● **WORK ITEM**: Lines that contain the string "away" are the ones to list; copy all of them from the records.

(DATA TO PROCESS)

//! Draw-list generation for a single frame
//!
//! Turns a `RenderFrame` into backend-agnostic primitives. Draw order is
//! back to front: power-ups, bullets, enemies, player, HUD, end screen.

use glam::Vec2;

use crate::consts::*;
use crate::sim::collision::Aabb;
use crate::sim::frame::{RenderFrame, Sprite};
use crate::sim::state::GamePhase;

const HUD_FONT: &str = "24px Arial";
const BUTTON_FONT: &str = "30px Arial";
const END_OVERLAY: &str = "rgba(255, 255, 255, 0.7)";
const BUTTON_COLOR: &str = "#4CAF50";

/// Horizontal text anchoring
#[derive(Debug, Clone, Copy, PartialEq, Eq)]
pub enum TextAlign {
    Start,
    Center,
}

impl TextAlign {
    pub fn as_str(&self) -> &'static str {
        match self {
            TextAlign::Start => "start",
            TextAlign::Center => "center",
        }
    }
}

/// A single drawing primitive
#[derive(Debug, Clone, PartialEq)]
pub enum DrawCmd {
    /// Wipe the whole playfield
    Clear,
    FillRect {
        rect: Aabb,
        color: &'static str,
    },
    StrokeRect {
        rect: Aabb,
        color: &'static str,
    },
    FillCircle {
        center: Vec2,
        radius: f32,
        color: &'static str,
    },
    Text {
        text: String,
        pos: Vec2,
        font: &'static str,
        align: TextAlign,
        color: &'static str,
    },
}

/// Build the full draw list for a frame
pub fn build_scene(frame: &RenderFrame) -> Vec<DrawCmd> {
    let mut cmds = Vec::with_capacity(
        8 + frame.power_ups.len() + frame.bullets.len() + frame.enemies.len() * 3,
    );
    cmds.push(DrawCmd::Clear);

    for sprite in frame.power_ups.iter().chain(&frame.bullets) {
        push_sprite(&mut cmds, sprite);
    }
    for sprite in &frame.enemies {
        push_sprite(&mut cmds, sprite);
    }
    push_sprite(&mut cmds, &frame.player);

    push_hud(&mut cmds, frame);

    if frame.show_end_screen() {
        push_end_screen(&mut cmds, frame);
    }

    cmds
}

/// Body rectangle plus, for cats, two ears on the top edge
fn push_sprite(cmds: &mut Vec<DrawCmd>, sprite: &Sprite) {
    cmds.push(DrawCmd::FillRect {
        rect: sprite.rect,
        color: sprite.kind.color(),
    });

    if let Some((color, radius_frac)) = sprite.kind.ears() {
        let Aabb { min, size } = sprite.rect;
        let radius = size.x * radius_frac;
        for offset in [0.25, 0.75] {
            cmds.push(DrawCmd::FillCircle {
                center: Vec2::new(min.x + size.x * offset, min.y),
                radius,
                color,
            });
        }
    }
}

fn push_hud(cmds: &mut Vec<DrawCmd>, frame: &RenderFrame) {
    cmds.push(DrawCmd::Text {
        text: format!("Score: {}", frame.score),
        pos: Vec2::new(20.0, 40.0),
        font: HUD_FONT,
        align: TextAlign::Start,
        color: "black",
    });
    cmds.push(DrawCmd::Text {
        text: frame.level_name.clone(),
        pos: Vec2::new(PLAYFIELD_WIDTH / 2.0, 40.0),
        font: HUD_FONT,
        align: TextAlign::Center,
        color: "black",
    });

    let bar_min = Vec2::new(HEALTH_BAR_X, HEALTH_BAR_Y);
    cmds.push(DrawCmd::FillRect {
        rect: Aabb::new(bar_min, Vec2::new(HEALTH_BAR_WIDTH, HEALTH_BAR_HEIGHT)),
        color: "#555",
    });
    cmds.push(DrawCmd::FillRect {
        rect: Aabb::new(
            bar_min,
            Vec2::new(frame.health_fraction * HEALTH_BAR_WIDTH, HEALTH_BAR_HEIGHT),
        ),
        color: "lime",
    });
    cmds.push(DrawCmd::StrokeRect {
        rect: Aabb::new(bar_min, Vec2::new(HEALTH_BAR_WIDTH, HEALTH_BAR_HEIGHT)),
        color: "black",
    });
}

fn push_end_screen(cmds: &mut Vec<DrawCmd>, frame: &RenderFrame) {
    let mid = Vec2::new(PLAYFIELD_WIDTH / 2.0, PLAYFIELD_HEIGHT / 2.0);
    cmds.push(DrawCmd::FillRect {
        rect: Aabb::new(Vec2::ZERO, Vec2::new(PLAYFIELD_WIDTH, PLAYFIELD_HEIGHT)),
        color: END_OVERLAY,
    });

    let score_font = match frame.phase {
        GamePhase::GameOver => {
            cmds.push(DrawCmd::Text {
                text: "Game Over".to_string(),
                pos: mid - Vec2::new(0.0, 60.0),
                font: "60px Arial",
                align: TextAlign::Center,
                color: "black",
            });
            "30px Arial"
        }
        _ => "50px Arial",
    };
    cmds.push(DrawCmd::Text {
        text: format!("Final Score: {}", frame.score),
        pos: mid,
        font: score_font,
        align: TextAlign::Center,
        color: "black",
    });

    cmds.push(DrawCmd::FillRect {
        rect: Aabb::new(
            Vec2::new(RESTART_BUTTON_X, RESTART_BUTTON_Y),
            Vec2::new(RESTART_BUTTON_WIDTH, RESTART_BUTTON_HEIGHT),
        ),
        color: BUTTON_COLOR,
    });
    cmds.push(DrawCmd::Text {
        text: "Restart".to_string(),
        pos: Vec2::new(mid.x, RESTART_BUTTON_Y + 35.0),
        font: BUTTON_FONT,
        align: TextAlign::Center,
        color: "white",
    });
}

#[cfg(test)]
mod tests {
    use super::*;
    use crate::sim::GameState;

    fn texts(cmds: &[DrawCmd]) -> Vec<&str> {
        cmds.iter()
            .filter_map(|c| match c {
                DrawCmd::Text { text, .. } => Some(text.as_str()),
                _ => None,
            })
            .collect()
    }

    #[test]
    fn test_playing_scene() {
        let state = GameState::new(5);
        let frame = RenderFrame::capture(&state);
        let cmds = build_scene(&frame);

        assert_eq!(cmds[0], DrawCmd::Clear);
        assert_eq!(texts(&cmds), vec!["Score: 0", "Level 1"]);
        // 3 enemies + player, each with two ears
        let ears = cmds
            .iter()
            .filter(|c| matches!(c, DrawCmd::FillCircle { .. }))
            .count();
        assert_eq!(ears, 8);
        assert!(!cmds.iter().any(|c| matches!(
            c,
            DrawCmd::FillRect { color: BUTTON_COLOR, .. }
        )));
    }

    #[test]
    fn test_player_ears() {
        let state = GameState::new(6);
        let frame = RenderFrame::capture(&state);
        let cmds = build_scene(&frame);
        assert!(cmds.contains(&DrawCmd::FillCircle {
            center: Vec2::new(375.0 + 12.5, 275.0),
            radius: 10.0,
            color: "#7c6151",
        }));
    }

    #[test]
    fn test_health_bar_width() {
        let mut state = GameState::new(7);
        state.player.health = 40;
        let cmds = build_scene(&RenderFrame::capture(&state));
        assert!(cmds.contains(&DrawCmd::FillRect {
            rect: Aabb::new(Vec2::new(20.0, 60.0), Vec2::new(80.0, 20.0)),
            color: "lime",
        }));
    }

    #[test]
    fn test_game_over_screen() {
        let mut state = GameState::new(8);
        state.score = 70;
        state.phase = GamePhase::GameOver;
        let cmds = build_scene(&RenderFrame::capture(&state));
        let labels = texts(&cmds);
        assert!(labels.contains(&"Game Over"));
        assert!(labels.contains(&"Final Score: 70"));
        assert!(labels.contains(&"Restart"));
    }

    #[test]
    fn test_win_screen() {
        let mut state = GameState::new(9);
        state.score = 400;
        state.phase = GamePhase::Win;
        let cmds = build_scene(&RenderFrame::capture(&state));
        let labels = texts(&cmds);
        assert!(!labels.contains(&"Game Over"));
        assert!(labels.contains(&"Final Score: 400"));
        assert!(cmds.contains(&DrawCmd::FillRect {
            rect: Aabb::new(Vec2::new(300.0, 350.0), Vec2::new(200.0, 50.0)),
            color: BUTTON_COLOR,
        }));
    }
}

(End DATA TO PROCESS)
(DATA TO PROCESS)

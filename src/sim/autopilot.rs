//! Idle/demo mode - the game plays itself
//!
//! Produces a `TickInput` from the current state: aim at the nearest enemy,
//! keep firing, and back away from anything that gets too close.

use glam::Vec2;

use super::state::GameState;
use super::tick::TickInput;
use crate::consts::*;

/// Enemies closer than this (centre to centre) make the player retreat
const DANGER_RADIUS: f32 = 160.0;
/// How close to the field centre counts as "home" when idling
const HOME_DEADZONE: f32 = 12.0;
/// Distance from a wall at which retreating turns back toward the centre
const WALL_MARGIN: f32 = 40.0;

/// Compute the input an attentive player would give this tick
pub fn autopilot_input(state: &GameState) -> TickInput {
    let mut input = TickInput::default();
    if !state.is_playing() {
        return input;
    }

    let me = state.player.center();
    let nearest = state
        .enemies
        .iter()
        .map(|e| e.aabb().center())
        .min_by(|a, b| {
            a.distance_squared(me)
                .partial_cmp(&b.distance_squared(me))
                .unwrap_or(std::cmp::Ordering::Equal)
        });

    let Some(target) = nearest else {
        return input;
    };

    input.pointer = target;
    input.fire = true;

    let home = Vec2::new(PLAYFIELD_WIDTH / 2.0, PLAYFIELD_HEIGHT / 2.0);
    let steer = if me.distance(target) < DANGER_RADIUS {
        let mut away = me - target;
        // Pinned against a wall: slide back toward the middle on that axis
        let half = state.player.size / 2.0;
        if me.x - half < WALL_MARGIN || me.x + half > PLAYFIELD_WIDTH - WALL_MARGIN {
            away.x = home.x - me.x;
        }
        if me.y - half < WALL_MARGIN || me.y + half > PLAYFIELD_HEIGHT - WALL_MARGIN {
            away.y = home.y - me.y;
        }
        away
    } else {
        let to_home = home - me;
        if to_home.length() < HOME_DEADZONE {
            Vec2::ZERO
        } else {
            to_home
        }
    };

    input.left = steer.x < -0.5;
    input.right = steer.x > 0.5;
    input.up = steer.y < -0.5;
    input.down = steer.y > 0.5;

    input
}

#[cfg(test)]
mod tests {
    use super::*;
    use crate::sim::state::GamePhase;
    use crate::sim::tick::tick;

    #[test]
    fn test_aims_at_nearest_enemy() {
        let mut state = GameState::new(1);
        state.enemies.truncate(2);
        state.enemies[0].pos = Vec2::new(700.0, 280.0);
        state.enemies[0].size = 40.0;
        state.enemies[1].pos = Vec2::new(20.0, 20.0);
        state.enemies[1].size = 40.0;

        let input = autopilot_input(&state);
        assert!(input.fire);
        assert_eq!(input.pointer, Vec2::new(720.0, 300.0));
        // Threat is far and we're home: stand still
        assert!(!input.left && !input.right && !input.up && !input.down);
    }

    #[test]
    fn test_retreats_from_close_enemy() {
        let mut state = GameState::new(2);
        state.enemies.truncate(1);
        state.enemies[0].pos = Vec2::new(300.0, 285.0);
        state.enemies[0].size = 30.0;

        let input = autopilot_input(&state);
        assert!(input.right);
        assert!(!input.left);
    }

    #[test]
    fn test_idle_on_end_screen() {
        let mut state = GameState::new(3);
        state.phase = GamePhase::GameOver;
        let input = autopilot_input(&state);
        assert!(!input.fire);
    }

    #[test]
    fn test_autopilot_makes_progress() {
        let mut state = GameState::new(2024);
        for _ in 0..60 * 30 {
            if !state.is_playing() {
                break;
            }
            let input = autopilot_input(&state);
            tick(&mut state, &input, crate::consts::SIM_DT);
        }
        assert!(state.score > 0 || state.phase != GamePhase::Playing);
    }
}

(End DATA TO PROCESS)

● **OUTPUT FOR THIS TASK**:
//! keep firing, and back away from anything that gets too close.
        let mut away = me - target;
            away.x = home.x - me.x;
            away.y = home.y - me.y;
        away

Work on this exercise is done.